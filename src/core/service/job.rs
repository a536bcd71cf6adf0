//! In-memory build job records.
//!
//! Jobs exist so the HTTP layer can answer "what happened to my build"
//! without blocking on pipeline completion. Records live for the process
//! lifetime only; nothing is persisted.

use chrono::{DateTime, Utc};
use serde::Serialize;
use std::collections::HashMap;
use std::path::PathBuf;
use tokio::sync::RwLock;

#[derive(Clone, Debug, Serialize, PartialEq)]
#[serde(rename_all = "snake_case")]
pub enum JobState {
    Queued,
    Running,
    Succeeded,
    Failed,
}

impl JobState {
    pub fn is_terminal(&self) -> bool {
        matches!(self, JobState::Succeeded | JobState::Failed)
    }
}

/// One accepted build request and its progress.
#[derive(Clone, Debug, Serialize)]
pub struct BuildJob {
    pub id: String,
    pub git_url: String,
    pub git_ref: String,
    pub state: JobState,
    #[serde(skip_serializing_if = "Option::is_none")]
    pub error: Option<String>,
    #[serde(skip_serializing_if = "Option::is_none")]
    pub deploy_path: Option<PathBuf>,
    pub queued_at: DateTime<Utc>,
    #[serde(skip_serializing_if = "Option::is_none")]
    pub started_at: Option<DateTime<Utc>>,
    #[serde(skip_serializing_if = "Option::is_none")]
    pub finished_at: Option<DateTime<Utc>>,
}

impl BuildJob {
    pub fn new(id: String, git_url: String, git_ref: String) -> Self {
        Self {
            id,
            git_url,
            git_ref,
            state: JobState::Queued,
            error: None,
            deploy_path: None,
            queued_at: Utc::now(),
            started_at: None,
            finished_at: None,
        }
    }
}

/// Shared store of every job this process has accepted.
#[derive(Default)]
pub struct JobStore {
    jobs: RwLock<HashMap<String, BuildJob>>,
}

impl JobStore {
    pub fn new() -> Self {
        Self::default()
    }

    pub async fn create(&self, job: BuildJob) {
        let mut jobs = self.jobs.write().await;
        jobs.insert(job.id.clone(), job);
    }

    pub async fn get(&self, job_id: &str) -> Option<BuildJob> {
        let jobs = self.jobs.read().await;
        jobs.get(job_id).cloned()
    }

    pub async fn mark_running(&self, job_id: &str) {
        let mut jobs = self.jobs.write().await;
        if let Some(job) = jobs.get_mut(job_id) {
            job.state = JobState::Running;
            job.started_at = Some(Utc::now());
        }
    }

    pub async fn finish_success(&self, job_id: &str, deploy_path: PathBuf) {
        let mut jobs = self.jobs.write().await;
        if let Some(job) = jobs.get_mut(job_id) {
            job.state = JobState::Succeeded;
            job.deploy_path = Some(deploy_path);
            job.finished_at = Some(Utc::now());
        }
    }

    pub async fn finish_failure(&self, job_id: &str, error: String) {
        let mut jobs = self.jobs.write().await;
        if let Some(job) = jobs.get_mut(job_id) {
            job.state = JobState::Failed;
            job.error = Some(error);
            job.finished_at = Some(Utc::now());
        }
    }
}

Goal of the exercise :: Print the records above once again, exactly as written.

Response ::
filename src/core/service/job.rs
repository a536bcd71cf6adf0
//! In-memory build job records.
//!
//! Jobs exist so the HTTP layer can answer "what happened to my build"
//! without blocking on pipeline completion. Records live for the process
//! lifetime only; nothing is persisted.

use chrono::{DateTime, Utc};
use serde::Serialize;
use std::collections::HashMap;
use std::path::PathBuf;
use tokio::sync::RwLock;

#[derive(Clone, Debug, Serialize, PartialEq)]
#[serde(rename_all = "snake_case")]
pub enum JobState {
    Queued,
    Running,
    Succeeded,
    Failed,
}

impl JobState {
    pub fn is_terminal(&self) -> bool {
        matches!(self, JobState::Succeeded | JobState::Failed)
    }
}

/// One accepted build request and its progress.
#[derive(Clone, Debug, Serialize)]
pub struct BuildJob {
    pub id: String,
    pub git_url: String,
    pub git_ref: String,
    pub state: JobState,
    #[serde(skip_serializing_if = "Option::is_none")]
    pub error: Option<String>,
    #[serde(skip_serializing_if = "Option::is_none")]
    pub deploy_path: Option<PathBuf>,
    pub queued_at: DateTime<Utc>,
    #[serde(skip_serializing_if = "Option::is_none")]
    pub started_at: Option<DateTime<Utc>>,
    #[serde(skip_serializing_if = "Option::is_none")]
    pub finished_at: Option<DateTime<Utc>>,
}

impl BuildJob {
    pub fn new(id: String, git_url: String, git_ref: String) -> Self {
        Self {
            id,
            git_url,
            git_ref,
            state: JobState::Queued,
            error: None,
            deploy_path: None,
            queued_at: Utc::now(),
            started_at: None,
            finished_at: None,
        }
    }
}

/// Shared store of every job this process has accepted.
#[derive(Default)]
pub struct JobStore {
    jobs: RwLock<HashMap<String, BuildJob>>,
}

impl JobStore {
    pub fn new() -> Self {
        Self::default()
    }

    pub async fn create(&self, job: BuildJob) {
        let mut jobs = self.jobs.write().await;
        jobs.insert(job.id.clone(), job);
    }

    pub async fn get(&self, job_id: &str) -> Option<BuildJob> {
        let jobs = self.jobs.read().await;
        jobs.get(job_id).cloned()
    }

    pub async fn mark_running(&self, job_id: &str) {
        let mut jobs = self.jobs.write().await;
        if let Some(job) = jobs.get_mut(job_id) {
            job.state = JobState::Running;
            job.started_at = Some(Utc::now());
        }
    }

    pub async fn finish_success(&self, job_id: &str, deploy_path: PathBuf) {
        let mut jobs = self.jobs.write().await;
        if let Some(job) = jobs.get_mut(job_id) {
            job.state = JobState::Succeeded;
            job.deploy_path = Some(deploy_path);
            job.finished_at = Some(Utc::now());
        }
    }

    pub async fn finish_failure(&self, job_id: &str, error: String) {
        let mut jobs = self.jobs.write().await;
        if let Some(job) = jobs.get_mut(job_id) {
            job.state = JobState::Failed;
            job.error = Some(error);
            job.finished_at = Some(Utc::now());
        }
    }
}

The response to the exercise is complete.